A Rankine–Timonshenko–Vlasov beam theory for anisotropic beams via an asymptotic strain energy transformation

Abstract

Abstract A refined shear deformable beam theory is developed to analyze and design anisotropic beams via the mixed variational theorem (MVT). The developed theory is referred to as a Rankine–Timoshenko–Vlasov (RTV) beam theory since it is able to account for the torsional warping restraint as well as the shear deformation. The MVT is employed to systematically blend the asymptotic stress field and the intuitive displacement field, so that one can derive a simple yet accurate beam model.
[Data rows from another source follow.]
//! Table and column names, and the queries built from them.

pub const TASKS_TABLE: &str = "tasks";
pub const PUSHES_TABLE: &str = "pushes";

pub mod task {
    pub const ID: &str = "id";
    pub const PROJECT: &str = "project";
    pub const BUILD_VARIANT: &str = "build_variant";
    pub const DISPLAY_NAME: &str = "display_name";
    pub const REQUESTER: &str = "requester";
    pub const REVISION: &str = "revision";
    pub const ORDER_NUMBER: &str = "order_number";
    pub const STATUS: &str = "status";
    pub const FINISHED_AT: &str = "finished_at";

    pub const ALL: [&str; 9] = [
        ID,
        PROJECT,
        BUILD_VARIANT,
        DISPLAY_NAME,
        REQUESTER,
        REVISION,
        ORDER_NUMBER,
        STATUS,
        FINISHED_AT,
    ];
}

pub mod push {
    pub const ID: &str = "id";
    pub const LOCATION: &str = "location";
    pub const TASK_ID: &str = "task_id";
    pub const CREATED_AT: &str = "created_at";
    pub const REVISION: &str = "revision";
    pub const ORDER_NUMBER: &str = "order_number";
    pub const STATUS: &str = "status";

    pub const ALL: [&str; 7] = [ID, LOCATION, TASK_ID, CREATED_AT, REVISION, ORDER_NUMBER, STATUS];
}

// $1 project, $2 build_variant, $3 display_name, $4 requester, $5 before_order
pub const FIND_LATEST_COMPLETED: &str = r#"
    SELECT id, project, build_variant, display_name, requester, revision,
           order_number, status, finished_at
    FROM tasks
    WHERE project = $1
      AND build_variant = $2
      AND display_name = $3
      AND requester = $4
      AND status IN ('success', 'failed')
      AND order_number < $5
    ORDER BY order_number DESC, finished_at DESC NULLS LAST
    LIMIT 1
"#;

// Latest execution per variant, counted when it failed.
// $1 project, $2 revision, $3 requester, $4 display_name, $5 excluded variant
pub const COUNT_FAILING_VARIANTS: &str = r#"
    SELECT COUNT(*)
    FROM (
        SELECT DISTINCT ON (build_variant) status
        FROM tasks
        WHERE project = $1
          AND revision = $2
          AND requester = $3
          AND display_name = $4
          AND build_variant <> $5
        ORDER BY build_variant, finished_at DESC NULLS LAST
    ) latest
    WHERE status = 'failed'
"#;

pub const EXISTING_TASK_IDS: &str = "SELECT id FROM tasks WHERE id = ANY($1)";

pub const INSERT_PUSH: &str = r#"
    INSERT INTO pushes (id, location, task_id, created_at, revision, order_number, status)
    VALUES ($1, $2, $3, $4, $5, $6, $7)
"#;

pub const UPDATE_PUSH_STATUS: &str = "UPDATE pushes SET status = $2 WHERE id = $1";

// $1 location, $2 order_number
pub const FIND_PUSH_LOG_AFTER: &str = r#"
    SELECT id, location, task_id, created_at, revision, order_number, status
    FROM pushes
    WHERE location = $1
      AND status IN ('pushing', 'success')
      AND order_number >= $2
    ORDER BY order_number DESC, created_at DESC
    LIMIT 1
"#;
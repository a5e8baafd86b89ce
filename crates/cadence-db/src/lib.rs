//! PostgreSQL storage for Cadence.
//!
//! Provides the metadata and push log stores plus pool setup and migrations.

pub mod error;
pub mod metadata;
pub mod push;
pub mod schema;

pub use error::{DbError, DbResult};
pub use metadata::PgMetadataStore;
pub use push::PgPushLogStore;

use cadence_config::DatabaseConfig;
pub use sqlx::PgPool;
use sqlx::postgres::PgPoolOptions;
use std::time::Duration;
use tracing::info;

/// Create a new database connection pool.
pub async fn create_pool(database_url: &str, config: &DatabaseConfig) -> DbResult<PgPool> {
    let pool = PgPoolOptions::new()
        .max_connections(config.max_connections)
        .acquire_timeout(Duration::from_secs(config.acquire_timeout_secs))
        .connect(database_url)
        .await?;
    info!(max_connections = config.max_connections, "Connected to database");
    Ok(pool)
}

/// Run database migrations.
pub async fn run_migrations(pool: &PgPool) -> DbResult<()> {
    sqlx::migrate!("./migrations").run(pool).await?;
    Ok(())
}
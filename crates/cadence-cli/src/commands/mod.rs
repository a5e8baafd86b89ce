//! CLI command implementations.

pub mod github;
pub mod prioritize;
pub mod push;

use anyhow::{Context, Result};
use cadence_config::{DatabaseConfig, SystemConfig, load_system_config};
use cadence_db::PgPool;
use std::path::Path;

/// Load the system configuration, or defaults when no file is given.
pub fn load_config(path: Option<&Path>) -> Result<SystemConfig> {
    match path {
        Some(path) => load_system_config(path)
            .with_context(|| format!("Failed to load config file: {}", path.display())),
        None => Ok(SystemConfig::default()),
    }
}

pub fn validate(path: &Path) -> Result<()> {
    match load_system_config(path) {
        Ok(config) => {
            println!("Configuration is valid");
            println!(
                "  max concurrent queries: {}",
                config.scheduler.max_concurrent_queries
            );
            let criteria: Vec<String> = config
                .scheduler
                .criteria
                .iter()
                .map(ToString::to_string)
                .collect();
            println!("  ranking criteria: {}", criteria.join(", "));
            Ok(())
        }
        Err(e) => {
            println!("Configuration error: {}", e);
            std::process::exit(1);
        }
    }
}

pub async fn migrate(config: &SystemConfig, database_url: Option<String>) -> Result<()> {
    let pool = connect(&config.database, database_url).await?;
    cadence_db::run_migrations(&pool)
        .await
        .context("Failed to run migrations")?;
    println!("Migrations applied");
    Ok(())
}

/// Connect using the configured URL, falling back to the command line / environment.
pub async fn connect(config: &DatabaseConfig, fallback_url: Option<String>) -> Result<PgPool> {
    let url = config
        .url
        .clone()
        .or(fallback_url)
        .context("No database URL: set `database url=...` in the config or DATABASE_URL")?;

    cadence_db::create_pool(&url, config)
        .await
        .context("Failed to connect to database")
}
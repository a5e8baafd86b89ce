//! KDL configuration parsing for Cadence.
//!
//! This crate handles parsing of:
//! - Scheduler configuration (ranking criteria, query concurrency)
//! - System configuration (database, source-control client)

mod nodes;

pub mod error;
pub mod scheduler;
pub mod system;

pub use error::{ConfigError, ConfigResult};
pub use scheduler::{SchedulerConfig, parse_scheduler_config};
pub use system::{
    DatabaseConfig, GitHubSettings, SystemConfig, load_system_config, parse_system_config,
};
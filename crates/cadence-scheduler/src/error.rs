//! Prioritization errors.

use cadence_core::TaskId;
use thiserror::Error;

#[derive(Debug, Error)]
pub enum PrioritizeError {
    /// A metadata store query failed. The whole batch is unusable.
    #[error("{operation} failed for task {task_id}: {source}")]
    QueryFailure {
        operation: &'static str,
        task_id: TaskId,
        #[source]
        source: cadence_core::Error,
    },

    #[error("task {task_id} depends on unknown task {dependency}")]
    DanglingDependency { task_id: TaskId, dependency: TaskId },

    #[error("invalid batch: {0}")]
    InvalidBatch(String),

    #[error("prioritization cancelled")]
    Cancelled,
}

pub type PrioritizeResult<T> = std::result::Result<T, PrioritizeError>;
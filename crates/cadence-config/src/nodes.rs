// Helper functions for extracting values from KDL nodes

use crate::{ConfigError, ConfigResult};
use kdl::KdlNode;

pub(crate) fn get_first_string_arg(node: &KdlNode) -> Option<String> {
    node.entries()
        .iter()
        .find(|e| e.name().is_none())
        .and_then(|e| e.value().as_string())
        .map(|s| s.to_string())
}

pub(crate) fn get_all_string_args(node: &KdlNode) -> Vec<String> {
    node.entries()
        .iter()
        .filter(|e| e.name().is_none())
        .filter_map(|e| e.value().as_string())
        .map(|s| s.to_string())
        .collect()
}

pub(crate) fn get_string_prop(node: &KdlNode, name: &str) -> Option<String> {
    node.get(name)
        .and_then(|v| v.as_string())
        .map(|s| s.to_string())
}

fn get_first_integer_arg(node: &KdlNode) -> Option<i128> {
    node.entries()
        .iter()
        .find(|e| e.name().is_none())
        .and_then(|e| e.value().as_integer())
}

/// First positional argument as an unsigned integer that must be at least one.
pub(crate) fn get_positive_arg(node: &KdlNode, field: &str) -> ConfigResult<u64> {
    let value =
        get_first_integer_arg(node).ok_or_else(|| ConfigError::MissingField(field.to_string()))?;
    positive(value, field)
}

/// Named property as an unsigned integer that must be at least one.
pub(crate) fn get_positive_prop(node: &KdlNode, name: &str) -> ConfigResult<Option<u64>> {
    match node.get(name) {
        None => Ok(None),
        Some(v) => {
            let value = v.as_integer().ok_or_else(|| ConfigError::InvalidValue {
                field: name.to_string(),
                message: "expected an integer".to_string(),
            })?;
            positive(value, name).map(Some)
        }
    }
}

fn positive(value: i128, field: &str) -> ConfigResult<u64> {
    if value < 1 {
        return Err(ConfigError::InvalidValue {
            field: field.to_string(),
            message: format!("must be at least 1, got {}", value),
        });
    }
    u64::try_from(value).map_err(|_| ConfigError::InvalidValue {
        field: field.to_string(),
        message: format!("{} is too large", value),
    })
}
//! 애플리케이션 설정 구조체.
//!
//! 웹 서버 포트, 데이터셋 경로, 응답 형태 등 런타임 설정을 정의한다.
//! `config` crate를 통해 파일/환경변수에서 로드 ([`crate::config_loader`]).

use serde::{Deserialize, Serialize};
use std::path::PathBuf;
use std::time::Duration;

/// 최상위 애플리케이션 설정
#[derive(Debug, Clone, Default, PartialEq, Serialize, Deserialize)]
pub struct AppConfig {
    /// 웹 서버 설정
    #[serde(default)]
    pub web: WebConfig,
    /// 데이터셋 설정
    #[serde(default)]
    pub dataset: DatasetConfig,
    /// 응답 형태 설정
    #[serde(default)]
    pub response: ResponseConfig,
}

// ============================================================
// 웹 서버 설정
// ============================================================

/// 웹 서버 설정
#[derive(Debug, Clone, PartialEq, Serialize, Deserialize)]
pub struct WebConfig {
    /// 웹 서버 포트 (기본: 8000)
    #[serde(default = "default_web_port")]
    pub port: u16,
    /// 외부 접근 허용 여부 (false: 127.0.0.1 only)
    #[serde(default)]
    pub allow_external: bool,
    /// 포트 사용 중일 때 시도할 최대 포트 수
    #[serde(default = "default_max_port_attempts")]
    pub max_port_attempts: u16,
}

impl Default for WebConfig {
    fn default() -> Self {
        Self {
            port: default_web_port(),
            allow_external: false,
            max_port_attempts: default_max_port_attempts(),
        }
    }
}

// ============================================================
// 데이터셋 설정
// ============================================================

/// 데이터셋 설정
#[derive(Debug, Clone, PartialEq, Serialize, Deserialize)]
pub struct DatasetConfig {
    /// 데이터셋 파일 경로 (None: 기본 경로 탐색)
    #[serde(default)]
    pub path: Option<PathBuf>,
    /// 시작 시 로드 타임아웃 (밀리초)
    #[serde(default = "default_load_timeout_ms")]
    pub load_timeout_ms: u64,
}

impl Default for DatasetConfig {
    fn default() -> Self {
        Self {
            path: None,
            load_timeout_ms: default_load_timeout_ms(),
        }
    }
}

// ============================================================
// 응답 형태 설정
// ============================================================

/// 응답 형태 설정
#[derive(Debug, Clone, Default, PartialEq, Serialize, Deserialize)]
pub struct ResponseConfig {
    /// 결과 매핑을 최상위 `"regions"` 키로 감쌀지 여부
    #[serde(default)]
    pub wrap_regions: bool,
}

// ============================================================
// AppConfig impl
// ============================================================

impl AppConfig {
    /// 데이터셋 로드 타임아웃을 Duration으로 반환
    pub fn load_timeout(&self) -> Duration {
        Duration::from_millis(self.dataset.load_timeout_ms)
    }
}

// ============================================================
// 기본값 함수
// ============================================================

fn default_web_port() -> u16 {
    8000
}
fn default_max_port_attempts() -> u16 {
    10
}
fn default_load_timeout_ms() -> u64 {
    5_000
}
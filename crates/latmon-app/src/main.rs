//! # latmon-app
//!
//! LATMON 서버 바이너리 진입점.
//! 설정 로드, 데이터셋 1회 로드, 웹 서버 라이프사이클 관리.

mod lifecycle;

use anyhow::{Context, Result};
use clap::Parser;
use latmon_core::config::AppConfig;
use latmon_core::config_loader::ConfigLoader;
use latmon_core::store::DatasetState;
use latmon_storage::path::resolve_dataset_path;
use latmon_storage::JsonFileSource;
use latmon_web::WebServer;
use std::path::{Path, PathBuf};
use std::sync::Arc;
use tracing::{error, info};
use tracing_subscriber::EnvFilter;

use crate::lifecycle::LifecycleManager;

/// LATMON 리전 지연 집계 서버
///
/// 사전 기록된 텔레메트리를 리전별로 집계하는 HTTP 서비스
#[derive(Parser, Debug)]
#[command(name = "latmon")]
#[command(author, version, about, long_about = None)]
struct Args {
    /// 설정 파일 경로 (TOML)
    #[arg(long, short = 'c')]
    config: Option<PathBuf>,

    /// 데이터셋 파일 경로 (설정 파일보다 우선, 현재 디렉토리 기준)
    #[arg(long, short = 'd')]
    dataset: Option<PathBuf>,

    /// 서버 포트 (설정 파일보다 우선)
    #[arg(long, short = 'p')]
    port: Option<u16>,

    /// 외부 접근 허용 (0.0.0.0 바인드)
    #[arg(long)]
    allow_external: bool,

    /// 응답 매핑을 "regions" 키로 감싸기
    #[arg(long)]
    wrap_regions: bool,

    /// 로그 레벨 (trace, debug, info, warn, error)
    #[arg(long, short = 'l', default_value = "info")]
    log_level: String,
}

/// tracing 초기화 (`RUST_LOG`가 있으면 우선)
fn init_tracing(log_level: &str) {
    let log_filter = format!(
        "latmon={0},latmon_app={0},latmon_core={0},latmon_storage={0},latmon_web={0},tower_http={0}",
        log_level
    );
    tracing_subscriber::fmt()
        .with_env_filter(
            EnvFilter::try_from_default_env().unwrap_or_else(|_| EnvFilter::new(&log_filter)),
        )
        .init();
}

/// CLI 인자로 설정 오버라이드
fn apply_overrides(config: &mut AppConfig, args: &Args) {
    if let Some(port) = args.port {
        config.web.port = port;
    }
    if args.allow_external {
        config.web.allow_external = true;
    }
    if args.wrap_regions {
        config.response.wrap_regions = true;
    }
}

/// 설정 로드 및 데이터셋 경로 확정
///
/// CLI `--dataset`은 현재 디렉토리, 설정 파일의 경로는 설정 파일 디렉토리 기준.
fn load_config(args: &Args) -> Result<AppConfig> {
    let mut loader = ConfigLoader::new();
    if let Some(path) = &args.config {
        loader = loader.with_file(path);
    }

    let mut config = loader.load().context("설정 로드 실패")?;
    apply_overrides(&mut config, args);

    let dataset_path = match &args.dataset {
        Some(path) => resolve_dataset_path(Some(path), Path::new(".")),
        None => resolve_dataset_path(config.dataset.path.as_deref(), &loader.base_dir()),
    };
    config.dataset.path = Some(dataset_path);

    Ok(config)
}

#[tokio::main]
async fn main() -> Result<()> {
    let args = Args::parse();
    init_tracing(&args.log_level);

    info!("LATMON 서버 시작 (v{})", env!("CARGO_PKG_VERSION"));

    let config = load_config(&args)?;

    // ── 데이터셋 1회 로드 (실패는 캐시, 서버는 계속 기동) ──
    let dataset_path = config
        .dataset
        .path
        .clone()
        .context("데이터셋 경로가 확정되지 않음")?;
    info!("데이터셋: {}", dataset_path.display());

    let source = JsonFileSource::new(dataset_path);
    let dataset = DatasetState::initialize(&source, config.load_timeout()).await;

    // ── 웹 서버 ──
    let server = WebServer::new(dataset, config.web.clone())
        .with_response_config(config.response.clone());
    info!("서버 URL: {}", server.url());

    let lifecycle = Arc::new(LifecycleManager::new());
    let signal_lifecycle = lifecycle.clone();
    tokio::spawn(async move {
        if let Err(e) = signal_lifecycle.wait_for_signal().await {
            error!("시그널 핸들러 등록 실패: {}", e);
        }
    });

    server
        .run(lifecycle.subscribe())
        .await
        .context("웹 서버 실행 실패")?;

    info!("LATMON 서버 종료");
    Ok(())
}

#[cfg(test)]
mod tests {
    use super::*;
    use std::fs;
    use tempfile::TempDir;

    fn parse(args: &[&str]) -> Args {
        Args::parse_from(std::iter::once("latmon").chain(args.iter().copied()))
    }

    #[test]
    fn cli_defaults() {
        let args = parse(&[]);
        assert_eq!(args.log_level, "info");
        assert!(args.config.is_none());
        assert!(args.dataset.is_none());
        assert!(args.port.is_none());
        assert!(!args.wrap_regions);
    }

    #[test]
    fn cli_overrides_config() {
        let args = parse(&["--port", "9100", "--wrap-regions", "--allow-external"]);
        let mut config = AppConfig::default();
        apply_overrides(&mut config, &args);

        assert_eq!(config.web.port, 9100);
        assert!(config.web.allow_external);
        assert!(config.response.wrap_regions);
    }

    #[test]
    fn dataset_relative_to_config_file() {
        let temp_dir = TempDir::new().unwrap();
        let config_path = temp_dir.path().join("latmon.toml");
        fs::write(&config_path, "[dataset]\npath = \"telemetry.json\"\n").unwrap();

        let args = parse(&["-c", config_path.to_str().unwrap()]);
        let config = load_config(&args).unwrap();

        assert_eq!(
            config.dataset.path,
            Some(temp_dir.path().join("telemetry.json"))
        );
    }

    #[test]
    fn cli_dataset_wins_over_config() {
        let temp_dir = TempDir::new().unwrap();
        let config_path = temp_dir.path().join("latmon.toml");
        fs::write(&config_path, "[dataset]\npath = \"telemetry.json\"\n").unwrap();

        let args = parse(&[
            "-c",
            config_path.to_str().unwrap(),
            "-d",
            "/srv/data/latency.json",
        ]);
        let config = load_config(&args).unwrap();

        assert_eq!(
            config.dataset.path,
            Some(PathBuf::from("/srv/data/latency.json"))
        );
    }

    #[test]
    fn missing_config_file_fails() {
        let args = parse(&["-c", "/nonexistent/latmon.toml"]);
        assert!(load_config(&args).is_err());
    }
}
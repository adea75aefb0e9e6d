//! 리전 지연 집계 API 핸들러.

use axum::extract::rejection::JsonRejection;
use axum::extract::State;
use axum::Json;
use latmon_core::aggregator::aggregate;
use latmon_core::models::report::RegionReport;
use latmon_core::models::telemetry::MetricsRequest;
use serde::Serialize;
use tokio::task::JoinError;
use tracing::{debug, error};

use crate::error::ApiError;
use crate::AppState;

/// 집계 응답 DTO
///
/// `response.wrap_regions` 설정에 따라 매핑을 그대로 내보내거나
/// `{ "regions": ... }`로 감싼다.
#[derive(Debug, Serialize)]
#[serde(untagged)]
pub enum LatencyMetricsResponse {
    /// 리전 → 요약 매핑
    Flat(RegionReport),
    /// 최상위 `regions` 키로 감싼 매핑
    Wrapped {
        /// 리전 → 요약 매핑
        regions: RegionReport,
    },
}

impl LatencyMetricsResponse {
    pub fn new(report: RegionReport, wrap_regions: bool) -> Self {
        if wrap_regions {
            Self::Wrapped { regions: report }
        } else {
            Self::Flat(report)
        }
    }
}

/// 리전별 지연 통계 집계
///
/// POST /api/latency-metrics
pub async fn latency_metrics(
    State(state): State<AppState>,
    payload: Result<Json<MetricsRequest>, JsonRejection>,
) -> Result<Json<LatencyMetricsResponse>, ApiError> {
    let Json(request) = payload?;
    let store = state.dataset.store().map_err(ApiError::from)?.clone();

    let MetricsRequest {
        regions,
        threshold_ms,
    } = request;
    let requested = regions.len();

    let report =
        run_isolated(move || aggregate(&store, regions.as_slice(), threshold_ms)).await?;

    debug!(
        "지연 집계 완료: 요청 리전 {}개, 응답 리전 {}개, 임계값 {}ms",
        requested,
        report.len(),
        threshold_ms
    );

    Ok(Json(LatencyMetricsResponse::new(
        report,
        state.response.wrap_regions,
    )))
}

/// 블로킹 풀에서 실행. 작업 중 패닉은 `ApiError::Aggregation`으로 변환된다.
pub(crate) async fn run_isolated<F, T>(task: F) -> Result<T, ApiError>
where
    F: FnOnce() -> T + Send + 'static,
    T: Send + 'static,
{
    tokio::task::spawn_blocking(task).await.map_err(|e| {
        let detail = join_error_detail(e);
        error!("집계 작업 실패: {}", detail);
        ApiError::Aggregation(detail)
    })
}

fn join_error_detail(err: JoinError) -> String {
    if !err.is_panic() {
        return format!("작업 조인 실패: {err}");
    }

    let payload = err.into_panic();
    let message = payload
        .downcast_ref::<&str>()
        .map(|s| s.to_string())
        .or_else(|| payload.downcast_ref::<String>().cloned())
        .unwrap_or_else(|| "알 수 없는 패닉".to_string());
    format!("집계 중 패닉: {message}")
}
The asymptotic stress field is adopted from the finite element-based asymptotic expansion method, whereas the displacement field is intuitively assumed to have the form of a traditional shear deformable and torsional warping restrained beam model. The two fields are synthesized by a strain energy transformation via the MVT, which yields the RTV beam model whose degrees of freedom are the same as the traditional refined beam theories. The resulting generalized beam stiffness matrix is different from those traditional theories qualitatively as well as quantitatively. This leads to the accurate prediction of torsional rigidity, bimoment stiffness, transverse shear stiffness, and composite coupling stiffness. The thin-walled composite beams with closed and open cross-sections are taken as illustrative examples to demonstrate the accuracy and validity of the developed RTV theory.